15 April 2011

Book 15 of 2011

Finishing this at 12:45am when I was in that in-between time of insomnia giving in to sleep was not the best idea, but that's what happened.

Griftopia: Bubble Machines, Vampire Squids, and the Long Con That Is Breaking America

A contributing reporter for Rolling Stone, Matt Taibbi explores the root causes of why the economy collapsed back in 2008, how it wasn't the first time that the "bubble" burst and how the origins of our delightfully corrupt government and even more corrupt banking and corporate systems became so intertwined. There are seven chapters, each one dedicated to a different factor of the depressed economy: the Tea Party's outrage, Alan Greenspan's idiocy and incompetence, the mortgage and commodities crisis, the outsourcing of our national resources, healthcare reform's terrible implementation, and how Goldman Sachs is filled with greedy jerks who don't realize that they're greedy jerks.
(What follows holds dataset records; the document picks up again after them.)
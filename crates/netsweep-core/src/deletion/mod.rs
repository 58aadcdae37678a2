//! Per-kind deleters.
//!
//! Each deleter issues the provider calls for its kind in dependency order and
//! turns every call result into a [`DeletionRecord`]. A failing call only
//! affects the resource it targets.

pub mod endpoints;
pub mod nat_gateways;
pub mod peering;
pub mod route_tables;
pub mod types;

use tokio_util::sync::CancellationToken;
use tracing::debug;

use crate::provider::traits::NetworkProvider;
use crate::provider::types::{DescribeQuery, Filter, RawResource, VPC_ID_FILTER};
use crate::resources::types::{Expirable, ResourceKind, ScopeId};
use crate::sweep::errors::SweepError;

// Public API exports
pub use nat_gateways::NatGatewayPass;
pub use types::{DeletionOutcome, DeletionRecord, SkipReason};

/// Describe every resource of `kind` in the VPC.
pub(crate) async fn describe_in_vpc<P: NetworkProvider>(
    provider: &P,
    kind: ResourceKind,
    scope: &ScopeId,
) -> Result<Vec<RawResource>, SweepError> {
    let query = DescribeQuery::Filter(Filter::new(VPC_ID_FILTER, scope.as_str()));
    provider
        .describe(kind, &query)
        .await
        .map_err(|source| SweepError::QueryFailed {
            kind,
            scope: scope.to_string(),
            source,
        })
}

/// Skip record for a protected resource; protection wins over everything.
pub(crate) fn protected_guard<R: Expirable>(kind: ResourceKind, resource: &R) -> Option<DeletionRecord> {
    if !resource.is_protected() {
        return None;
    }
    debug!(
        event = "core.deletion.skip_protected",
        kind = %kind,
        id = resource.identifier()
    );
    Some(DeletionRecord::skipped(
        kind,
        resource.identifier(),
        SkipReason::Protected,
    ))
}

/// Skip record for a resource the sweep never reached.
pub(crate) fn cancelled_guard<R: Expirable>(
    kind: ResourceKind,
    resource: &R,
    cancel: &CancellationToken,
) -> Option<DeletionRecord> {
    if !cancel.is_cancelled() {
        return None;
    }
    debug!(
        event = "core.deletion.skip_cancelled",
        kind = %kind,
        id = resource.identifier()
    );
    Some(DeletionRecord::skipped(
        kind,
        resource.identifier(),
        SkipReason::Cancelled,
    ))
}
//! Shared test provider: a fixed resource set with a call journal, injected
//! failures, and a scripted NAT gateway state sequence.

#![allow(dead_code)]

use std::collections::HashSet;
use std::sync::Mutex;

use chrono::{Duration, Utc};
use netsweep_core::provider::{DescribeQuery, NetworkProvider, ProviderError, RawResource};
use netsweep_core::resources::{ResourceKind, RouteDestination};
use tokio::time::Instant;

#[derive(Debug, Clone, PartialEq, Eq)]
pub enum Call {
    Describe {
        kind: ResourceKind,
        query: DescribeQuery,
    },
    Delete {
        kind: ResourceKind,
        id: String,
    },
    Disassociate(String),
    DeleteRoute(String, String),
}

impl Call {
    pub fn is_mutation(&self) -> bool {
        !matches!(self, Call::Describe { .. })
    }
}

#[derive(Default)]
pub struct ScriptedProvider {
    resources: Vec<RawResource>,
    /// States reported for NAT gateways on successive describe-by-id polls;
    /// the last entry repeats.
    nat_script: Vec<String>,
    failing_kinds: HashSet<ResourceKind>,
    failing_filters: HashSet<String>,
    failing_targets: HashSet<String>,
    fail_id_describes: bool,
    journal: Mutex<Vec<(Instant, Call)>>,
    polls: Mutex<usize>,
}

impl ScriptedProvider {
    pub fn new(resources: Vec<RawResource>) -> Self {
        Self {
            resources,
            nat_script: vec!["deleted".to_string()],
            ..Self::default()
        }
    }

    pub fn with_nat_script(mut self, states: &[&str]) -> Self {
        self.nat_script = states.iter().map(|s| s.to_string()).collect();
        self
    }

    /// Every describe of `kind` fails.
    pub fn failing_describe(mut self, kind: ResourceKind) -> Self {
        self.failing_kinds.insert(kind);
        self
    }

    /// Describes with this filter key fail.
    pub fn failing_filter(mut self, key: &str) -> Self {
        self.failing_filters.insert(key.to_string());
        self
    }

    /// Describe-by-id calls fail.
    pub fn failing_id_describes(mut self) -> Self {
        self.fail_id_describes = true;
        self
    }

    /// Mutations targeting this id (resource, association, or route
    /// destination) fail.
    pub fn failing_mutation(mut self, target: &str) -> Self {
        self.failing_targets.insert(target.to_string());
        self
    }

    pub fn calls(&self) -> Vec<Call> {
        self.journal
            .lock()
            .unwrap()
            .iter()
            .map(|(_, call)| call.clone())
            .collect()
    }

    pub fn mutations(&self) -> Vec<Call> {
        self.calls().into_iter().filter(Call::is_mutation).collect()
    }

    pub fn timed_calls(&self) -> Vec<(Instant, Call)> {
        self.journal.lock().unwrap().clone()
    }

    fn record(&self, call: Call) {
        self.journal.lock().unwrap().push((Instant::now(), call));
    }

    fn mutation_result(&self, target: &str) -> Result<(), ProviderError> {
        if self.failing_targets.contains(target) {
            Err(ProviderError::api("InjectedFailure", format!("{} refused", target)))
        } else {
            Ok(())
        }
    }

    fn next_nat_state(&self) -> String {
        let mut polls = self.polls.lock().unwrap();
        let index = (*polls).min(self.nat_script.len().saturating_sub(1));
        *polls += 1;
        self.nat_script
            .get(index)
            .cloned()
            .unwrap_or_else(|| "deleted".to_string())
    }
}

impl NetworkProvider for ScriptedProvider {
    async fn describe(
        &self,
        kind: ResourceKind,
        query: &DescribeQuery,
    ) -> Result<Vec<RawResource>, ProviderError> {
        self.record(Call::Describe {
            kind,
            query: query.clone(),
        });

        if self.failing_kinds.contains(&kind) {
            return Err(ProviderError::api("Throttling", "rate exceeded"));
        }

        match query {
            DescribeQuery::Filter(filter) => {
                if self.failing_filters.contains(&filter.key) {
                    return Err(ProviderError::api("InvalidFilter", filter.key.clone()));
                }
                Ok(self
                    .resources
                    .iter()
                    .filter(|r| r.kind == kind && r.matches_filter(filter))
                    .cloned()
                    .collect())
            }
            DescribeQuery::Ids(ids) => {
                if self.fail_id_describes {
                    return Err(ProviderError::NotFound {
                        id: ids.join(","),
                    });
                }
                let state = (kind == ResourceKind::NatGateway).then(|| self.next_nat_state());
                Ok(self
                    .resources
                    .iter()
                    .filter(|r| r.kind == kind && ids.contains(&r.id))
                    .cloned()
                    .map(|mut r| {
                        if let Some(state) = &state {
                            r.state = Some(state.clone());
                        }
                        r
                    })
                    .collect())
            }
        }
    }

    async fn delete(&self, kind: ResourceKind, id: &str) -> Result<(), ProviderError> {
        self.record(Call::Delete {
            kind,
            id: id.to_string(),
        });
        self.mutation_result(id)
    }

    async fn disassociate_route_table(&self, association_id: &str) -> Result<(), ProviderError> {
        self.record(Call::Disassociate(association_id.to_string()));
        self.mutation_result(association_id)
    }

    async fn delete_route(
        &self,
        route_table_id: &str,
        destination: &RouteDestination,
    ) -> Result<(), ProviderError> {
        self.record(Call::DeleteRoute(
            route_table_id.to_string(),
            destination.as_str().to_string(),
        ));
        self.mutation_result(destination.as_str())
    }
}

/// A resource in `vpc-1` whose one-minute TTL ran out an hour ago.
pub fn expired(kind: ResourceKind, id: &str) -> RawResource {
    RawResource::new(kind, id)
        .in_vpc("vpc-1")
        .created_at(Utc::now() - Duration::hours(1))
        .with_tag("ttl", "60")
}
Taibbi goes into great detail to explain the complex system of economic voodoo that created the "too big too fail" banks and attempts to boil it down as thoroughly as he possibly can. Unfortunately, bankers have made the entire process of understanding so labyrinthine and confusing that it's nearly impossible to fully comprehend it without the benefit of a college degree in screwing people over. But, basically, that's what it amounted to: the banks played a shell game and gambled with the real wealth of everyday schmucks while looking out for their own bottom line despite knowing full well the damage they were doing. When that wealth disappeared due to their own greed, the bankers had the government bail them out because the latter feared that to not do so would cause more damage.
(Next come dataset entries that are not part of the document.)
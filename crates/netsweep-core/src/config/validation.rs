use crate::config::types::NetsweepConfig;
use crate::errors::ConfigError;

/// Validate the resolved configuration.
pub fn validate_config(config: &NetsweepConfig) -> Result<(), ConfigError> {
    if config.sweep.ttl_tag_name().trim().is_empty() {
        return Err(ConfigError::InvalidConfiguration {
            message: "sweep.ttl_tag_name cannot be empty".to_string(),
        });
    }

    let poll = config.wait.poll_interval_secs();
    let max_wait = config.wait.max_wait_secs();
    if poll == 0 {
        return Err(ConfigError::InvalidConfiguration {
            message: "wait.poll_interval_secs must be greater than zero".to_string(),
        });
    }
    if poll > max_wait {
        return Err(ConfigError::InvalidConfiguration {
            message: format!(
                "wait.poll_interval_secs ({}) cannot exceed wait.max_wait_secs ({})",
                poll, max_wait
            ),
        });
    }

    if config.tags.protection_tag().trim().is_empty() {
        return Err(ConfigError::InvalidConfiguration {
            message: "tags.protection_tag cannot be empty".to_string(),
        });
    }

    Ok(())
}

#[cfg(test)]
mod tests {
    use super::*;

    fn parse(toml_str: &str) -> NetsweepConfig {
        toml::from_str(toml_str).unwrap()
    }

    #[test]
    fn test_default_config_is_valid() {
        assert!(validate_config(&NetsweepConfig::default()).is_ok());
    }

    #[test]
    fn test_zero_poll_interval_rejected() {
        let config = parse("[wait]\npoll_interval_secs = 0\n");
        let err = validate_config(&config).unwrap_err();
        assert!(err.to_string().contains("greater than zero"));
    }

    #[test]
    fn test_poll_interval_above_max_wait_rejected() {
        let config = parse("[wait]\npoll_interval_secs = 30\nmax_wait_secs = 10\n");
        let err = validate_config(&config).unwrap_err();
        assert!(matches!(err, ConfigError::InvalidConfiguration { .. }));
        assert!(err.to_string().contains("cannot exceed"));
    }

    #[test]
    fn test_empty_ttl_tag_rejected() {
        let config = parse("[sweep]\nttl_tag_name = \"  \"\n");
        assert!(validate_config(&config).is_err());
    }
}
This is a book that inspires nothing but impotent rage. Here are all of these wealthy beyond all reasonable measure jerks that created a situation they knew could not last and would have nothing but negative consequences for the whole of the population, and, because it would net them a few extra million dollars, decided to do it anyway, justifying it in true Randian fashion of "Well, I'm going to be fine." It's probably not good for my blood pressure to read books like this, but I feel stupid if I don't at least make the attempt to keep myself informed. Unfortunately, nothing ever changes. The United States government implemented changes to the regulatory system in the 1930's to prevent this stuff and it's the constant battle to undo the safeguards in the economic system that hard-working schmucks like myself and my parents and everyone else are losing on a consistent basis that makes me and so many others angry and without any avenue of recourse. Why aren't people rioting in the streets of everywhere when things like this happen? Is society now so insulated and distracted by social media and gadgets and trying to make sure they have food in their bellies to know that our way of life is threatened, that the middle class decimation is close to the point of no return?

See? Impotent rage.

On a very petty level though, Taibbi does call Ayn Rand ugly and it made me laugh. She was quite the handsome woman.